The author debunks the myth of deeply rooted community stereotypes of this complex multi-cultural society of 700 ethnic groups embracing the world’s major religions.
Irina’s family receives immense support from friends of non-Chinese ethnicity and from strangers, which means not all non-Chinese Indonesians are indifferent to the discrimination ethnic Chinese suffer from.
Irina was first rescued by a family of haj and hajjah — revered titles for Muslim men and women who have gone on the pilgrimage to Mecca, strangers who are not of Chinese background.
The stereotype of Chinese Indonesians refusing to marry non-Chinese is knocked down when Irina’s sister Narida gets married to a non-Chinese Indonesian, a son of the Ramli family. Narida is Christian and her husband, Pria, is a Muslim, something that was not very common at the time.
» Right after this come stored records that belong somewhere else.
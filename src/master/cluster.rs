//! External collaborators
//!
//! The placement layer, write-ahead-log recovery, membership and the command
//! channel to servers live outside the master core. They are consumed through
//! the narrow traits below. [`InMemoryCluster`] implements all of them over a
//! shared map and stands in for the real cluster in the master binary and in
//! tests.

use super::server_state::{PartitionRef, ServerName};
use crate::common::{Error, Result};
use async_trait::async_trait;
use serde::{Deserialize, Serialize};
use std::collections::{BTreeMap, BTreeSet, HashMap};
use std::path::Path;
use std::sync::atomic::{AtomicU32, AtomicUsize, Ordering};
use std::sync::{Arc, Mutex, MutexGuard};

#[async_trait]
pub trait PartitionSource: Send + Sync {
    async fn owned_partitions(&self, server: &ServerName) -> Result<BTreeSet<PartitionRef>>;

    /// Move `partition` off `from`. Acknowledges without doing anything if
    /// the partition already moved.
    async fn reassign(&self, partition: &PartitionRef, from: &ServerName) -> Result<()>;

    /// Current ownership of every partition, grouped by server.
    async fn assignments(&self) -> Result<BTreeMap<ServerName, BTreeSet<PartitionRef>>>;
}

/// Proof that a server's write-ahead data has been replayed.
#[derive(Debug, Clone, PartialEq, Eq, Serialize, Deserialize)]
pub struct RecoveryToken {
    pub server: ServerName,
    pub segments: usize,
}

#[async_trait]
pub trait LogRecovery: Send + Sync {
    async fn list_segments(&self, server: &ServerName) -> Result<Vec<String>>;

    async fn split_segment(&self, server: &ServerName, segment: &str) -> Result<()>;

    /// Idempotent for a server whose logs are already recovered.
    async fn recover_logs(&self, server: &ServerName) -> Result<RecoveryToken>;
}

#[async_trait]
pub trait ClusterMembership: Send + Sync {
    async fn live_servers(&self) -> Result<BTreeSet<ServerName>>;

    /// A server reported in with the partitions it serves.
    async fn record_join(
        &self,
        _server: &ServerName,
        _partitions: &BTreeSet<PartitionRef>,
    ) -> Result<()> {
        Ok(())
    }
}

#[async_trait]
pub trait ServerChannel: Send + Sync {
    /// Best-effort.
    async fn send_terminate(&self, server: &ServerName) -> Result<()>;
}

/// The collaborator set handed to the master.
#[derive(Clone)]
pub struct Collaborators {
    pub partitions: Arc<dyn PartitionSource>,
    pub logs: Arc<dyn LogRecovery>,
    pub membership: Arc<dyn ClusterMembership>,
    pub channel: Arc<dyn ServerChannel>,
}

impl Collaborators {
    pub fn from_cluster(cluster: Arc<InMemoryCluster>) -> Self {
        Self {
            partitions: cluster.clone(),
            logs: cluster.clone(),
            membership: cluster.clone(),
            channel: cluster,
        }
    }
}

/// Seed file for [`InMemoryCluster::from_file`]. Server names use the
/// `host,port,start_code` form.
#[derive(Debug, Default, Serialize, Deserialize)]
pub struct ClusterFile {
    #[serde(default)]
    pub assignments: HashMap<String, Vec<String>>,
    #[serde(default)]
    pub live: Vec<String>,
    #[serde(default)]
    pub segments: HashMap<String, Vec<String>>,
}

#[derive(Debug, Default)]
struct ClusterState {
    assignments: BTreeMap<PartitionRef, ServerName>,
    live: BTreeSet<ServerName>,
    segments: BTreeMap<ServerName, BTreeSet<String>>,
    split: BTreeSet<(ServerName, String)>,
    recovered: BTreeSet<ServerName>,
    terminated: Vec<ServerName>,
}

/// Collaborator call counts.
#[derive(Debug, Default, Clone, Copy, PartialEq, Eq)]
pub struct CallCounts {
    pub owned_partitions: usize,
    pub reassign: usize,
    pub split_segment: usize,
    pub recover_logs: usize,
    pub terminate: usize,
}

#[derive(Default)]
struct Counters {
    owned_partitions: AtomicUsize,
    reassign: AtomicUsize,
    split_segment: AtomicUsize,
    recover_logs: AtomicUsize,
    terminate: AtomicUsize,
}

#[derive(Default)]
pub struct InMemoryCluster {
    state: Mutex<ClusterState>,
    counters: Counters,
    failures: AtomicU32,
}

impl InMemoryCluster {
    pub fn new() -> Self {
        Self::default()
    }

    pub fn from_file(path: impl AsRef<Path>) -> Result<Self> {
        let data = std::fs::read_to_string(path)?;
        let file: ClusterFile = serde_json::from_str(&data)?;

        let cluster = Self::new();
        for (server, partitions) in &file.assignments {
            let server: ServerName = server.parse()?;
            cluster.assign(&server, partitions.iter().map(String::as_str));
        }
        for server in &file.live {
            cluster.start_server(&server.parse()?);
        }
        for (server, segments) in &file.segments {
            let server: ServerName = server.parse()?;
            cluster.add_segments(&server, segments.iter().map(String::as_str));
        }
        Ok(cluster)
    }

    fn lock(&self) -> MutexGuard<'_, ClusterState> {
        self.state.lock().unwrap_or_else(|e| e.into_inner())
    }

    /// Place partitions on `server`.
    pub fn assign<'a>(&self, server: &ServerName, partitions: impl IntoIterator<Item = &'a str>) {
        let mut state = self.lock();
        for p in partitions {
            state.assignments.insert(PartitionRef::from(p), server.clone());
        }
    }

    pub fn start_server(&self, server: &ServerName) {
        self.lock().live.insert(server.clone());
    }

    pub fn kill(&self, server: &ServerName) {
        self.lock().live.remove(server);
    }

    pub fn kill_all(&self) {
        self.lock().live.clear();
    }

    pub fn add_segments<'a>(
        &self,
        server: &ServerName,
        segments: impl IntoIterator<Item = &'a str>,
    ) {
        let mut state = self.lock();
        let entry = state.segments.entry(server.clone()).or_default();
        entry.extend(segments.into_iter().map(str::to_string));
    }

    /// Make the next `n` collaborator calls fail with a transient error.
    pub fn fail_next(&self, n: u32) {
        self.failures.store(n, Ordering::SeqCst);
    }

    pub fn owned_by(&self, server: &ServerName) -> BTreeSet<PartitionRef> {
        self.lock()
            .assignments
            .iter()
            .filter(|(_, owner)| *owner == server)
            .map(|(p, _)| p.clone())
            .collect()
    }

    pub fn owner_of(&self, partition: &str) -> Option<ServerName> {
        self.lock()
            .assignments
            .get(&PartitionRef::from(partition))
            .cloned()
    }

    pub fn is_live(&self, server: &ServerName) -> bool {
        self.lock().live.contains(server)
    }

    pub fn is_recovered(&self, server: &ServerName) -> bool {
        self.lock().recovered.contains(server)
    }

    pub fn terminated(&self) -> Vec<ServerName> {
        self.lock().terminated.clone()
    }

    pub fn calls(&self) -> CallCounts {
        let c = &self.counters;
        CallCounts {
            owned_partitions: c.owned_partitions.load(Ordering::SeqCst),
            reassign: c.reassign.load(Ordering::SeqCst),
            split_segment: c.split_segment.load(Ordering::SeqCst),
            recover_logs: c.recover_logs.load(Ordering::SeqCst),
            terminate: c.terminate.load(Ordering::SeqCst),
        }
    }

    fn injected_failure(&self, op: &str) -> Result<()> {
        let taken = self
            .failures
            .fetch_update(Ordering::SeqCst, Ordering::SeqCst, |n| n.checked_sub(1))
            .is_ok();
        if taken {
            return Err(Error::Unavailable(format!("{}: injected failure", op)));
        }
        Ok(())
    }
}

#[async_trait]
impl PartitionSource for InMemoryCluster {
    async fn owned_partitions(&self, server: &ServerName) -> Result<BTreeSet<PartitionRef>> {
        self.counters.owned_partitions.fetch_add(1, Ordering::SeqCst);
        self.injected_failure("owned_partitions")?;
        Ok(self.owned_by(server))
    }

    async fn reassign(&self, partition: &PartitionRef, from: &ServerName) -> Result<()> {
        self.counters.reassign.fetch_add(1, Ordering::SeqCst);
        self.injected_failure("reassign")?;

        let mut state = self.lock();
        if state.assignments.get(partition) != Some(from) {
            return Ok(());
        }

        // Least-loaded live server.
        let mut load: BTreeMap<&ServerName, usize> = state
            .live
            .iter()
            .filter(|s| *s != from)
            .map(|s| (s, 0))
            .collect();
        for owner in state.assignments.values() {
            if let Some(n) = load.get_mut(owner) {
                *n += 1;
            }
        }
        let target = load
            .into_iter()
            .min_by_key(|(_, n)| *n)
            .map(|(s, _)| s.clone())
            .ok_or_else(|| Error::Unavailable(format!("no live server to take {}", partition)))?;

        tracing::debug!(partition = %partition, from = %from, to = %target, "Partition reassigned");
        state.assignments.insert(partition.clone(), target);
        Ok(())
    }

    async fn assignments(&self) -> Result<BTreeMap<ServerName, BTreeSet<PartitionRef>>> {
        let state = self.lock();
        let mut out: BTreeMap<ServerName, BTreeSet<PartitionRef>> = BTreeMap::new();
        for (partition, owner) in &state.assignments {
            out.entry(owner.clone()).or_default().insert(partition.clone());
        }
        Ok(out)
    }
}

#[async_trait]
impl LogRecovery for InMemoryCluster {
    async fn list_segments(&self, server: &ServerName) -> Result<Vec<String>> {
        self.injected_failure("list_segments")?;
        let state = self.lock();
        Ok(state
            .segments
            .get(server)
            .map(|s| {
                s.iter()
                    .filter(|seg| !state.split.contains(&(server.clone(), seg.to_string())))
                    .cloned()
                    .collect()
            })
            .unwrap_or_default())
    }

    async fn split_segment(&self, server: &ServerName, segment: &str) -> Result<()> {
        self.counters.split_segment.fetch_add(1, Ordering::SeqCst);
        self.injected_failure("split_segment")?;
        self.lock()
            .split
            .insert((server.clone(), segment.to_string()));
        Ok(())
    }

    async fn recover_logs(&self, server: &ServerName) -> Result<RecoveryToken> {
        self.counters.recover_logs.fetch_add(1, Ordering::SeqCst);
        self.injected_failure("recover_logs")?;

        let mut state = self.lock();
        let segments: Vec<String> = state
            .segments
            .get(server)
            .map(|s| s.iter().cloned().collect())
            .unwrap_or_default();
        for segment in &segments {
            state.split.insert((server.clone(), segment.clone()));
        }
        state.recovered.insert(server.clone());
        Ok(RecoveryToken {
            server: server.clone(),
            segments: segments.len(),
        })
    }
}

#[async_trait]
impl ClusterMembership for InMemoryCluster {
    async fn live_servers(&self) -> Result<BTreeSet<ServerName>> {
        Ok(self.lock().live.clone())
    }

    async fn record_join(
        &self,
        server: &ServerName,
        partitions: &BTreeSet<PartitionRef>,
    ) -> Result<()> {
        let mut state = self.lock();
        state.live.insert(server.clone());
        for p in partitions {
            state.assignments.insert(p.clone(), server.clone());
        }
        Ok(())
    }
}

#[async_trait]
impl ServerChannel for InMemoryCluster {
    async fn send_terminate(&self, server: &ServerName) -> Result<()> {
        self.counters.terminate.fetch_add(1, Ordering::SeqCst);
        let mut state = self.lock();
        state.live.remove(server);
        state.terminated.push(server.clone());
        Ok(())
    }
}

#[cfg(test)]
mod tests {
    use super::*;

    fn rs(port: u16) -> ServerName {
        ServerName::new("rs", port, 1)
    }

    #[tokio::test]
    async fn test_reassign_goes_to_least_loaded_live_server() {
        let cluster = InMemoryCluster::new();
        cluster.assign(&rs(1), ["a", "b"]);
        cluster.assign(&rs(2), ["c"]);
        cluster.start_server(&rs(2));
        cluster.start_server(&rs(3));

        cluster.reassign(&PartitionRef::from("a"), &rs(1)).await.unwrap();
        assert_eq!(cluster.owner_of("a"), Some(rs(3)));
        cluster.reassign(&PartitionRef::from("b"), &rs(1)).await.unwrap();
        assert!(cluster.owned_by(&rs(1)).is_empty());

        // Already moved: acknowledged, nothing changes.
        cluster.reassign(&PartitionRef::from("a"), &rs(1)).await.unwrap();
        assert_eq!(cluster.owner_of("a"), Some(rs(3)));
    }

    #[tokio::test]
    async fn test_reassign_without_live_servers_is_transient() {
        let cluster = InMemoryCluster::new();
        cluster.assign(&rs(1), ["a"]);
        let err = cluster
            .reassign(&PartitionRef::from("a"), &rs(1))
            .await
            .unwrap_err();
        assert!(err.is_retryable());
    }

    #[tokio::test]
    async fn test_recover_logs_is_idempotent() {
        let cluster = InMemoryCluster::new();
        cluster.add_segments(&rs(1), ["wal.1", "wal.2"]);
        cluster.split_segment(&rs(1), "wal.1").await.unwrap();
        assert_eq!(cluster.list_segments(&rs(1)).await.unwrap(), vec!["wal.2"]);

        let token = cluster.recover_logs(&rs(1)).await.unwrap();
        assert_eq!(token.segments, 2);
        assert_eq!(cluster.recover_logs(&rs(1)).await.unwrap(), token);
        assert!(cluster.list_segments(&rs(1)).await.unwrap().is_empty());
        assert!(cluster.is_recovered(&rs(1)));
    }

    #[tokio::test]
    async fn test_injected_failures_are_consumed() {
        let cluster = InMemoryCluster::new();
        cluster.fail_next(2);
        assert!(cluster.owned_partitions(&rs(1)).await.is_err());
        assert!(cluster.owned_partitions(&rs(1)).await.is_err());
        assert!(cluster.owned_partitions(&rs(1)).await.is_ok());
        assert_eq!(cluster.calls().owned_partitions, 3);
    }

    #[test]
    fn test_from_file() {
        let dir = tempfile::tempdir().unwrap();
        let path = dir.path().join("cluster.json");
        std::fs::write(
            &path,
            r#"{
                "assignments": {"rs,1,1": ["t1,a", "t1,b"]},
                "live": ["rs,2,1"],
                "segments": {"rs,1,1": ["wal.1"]}
            }"#,
        )
        .unwrap();

        let cluster = InMemoryCluster::from_file(&path).unwrap();
        assert_eq!(cluster.owned_by(&rs(1)).len(), 2);
        assert!(cluster.is_live(&rs(2)));
        assert!(!cluster.is_live(&rs(1)));
    }
}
Likewise, not all Chinese Indonesians fled abroad following the tragedy. Irina’s mother, Mariana, stayed put. She is engaged in batik making, a traditional Indonesian art.
Also, not all Chinese Indonesians are unwilling to do something for their country as the stereotype goes. Irina’s grandfather has fought for Indonesia’s independence since he was a student in the Netherlands. Once he returned to Indonesia, he became a lawyer and a newspaper columnist.
It shows that Irina’s family and those of her grandfather’s long to belong to Indonesia, to paraphrase John O’Donohue’s ( 1956 ) words quoted in the book (p. 30). And this longing “is not merely a desire to be attached to something but rather sensing that great transformation and discovery become possible when belonging is sheltered and true”.
Dewi also attempts to dig out the source of hatred against ethnic Chinese (p. 216) in society. Why do they hate ethnic Chinese? Generally, they can’t offer any particular reasons, explained Widya, Narida’s close friend. The most common answers are that they are arrogant and corrupt, meaning they collude with officials who accept their bribes and who are equally corrupt, some of them say that this reasoning never occurred to them.
The author may have inadvertently touched on what would appear to be a luxury in many countries. Irina’s family has a full-time housemaid and a part-time gardener, like many middle-class families do. But the way her family treats the housemaid, in that she regarded her housemaid a companion, goes against the stereotype.
The value of the book lies in the study of a rape victim, a sensitive and rarely addressed topic, a reminder to the young generation about a dark chapter in national history and the debunking of stereotypes.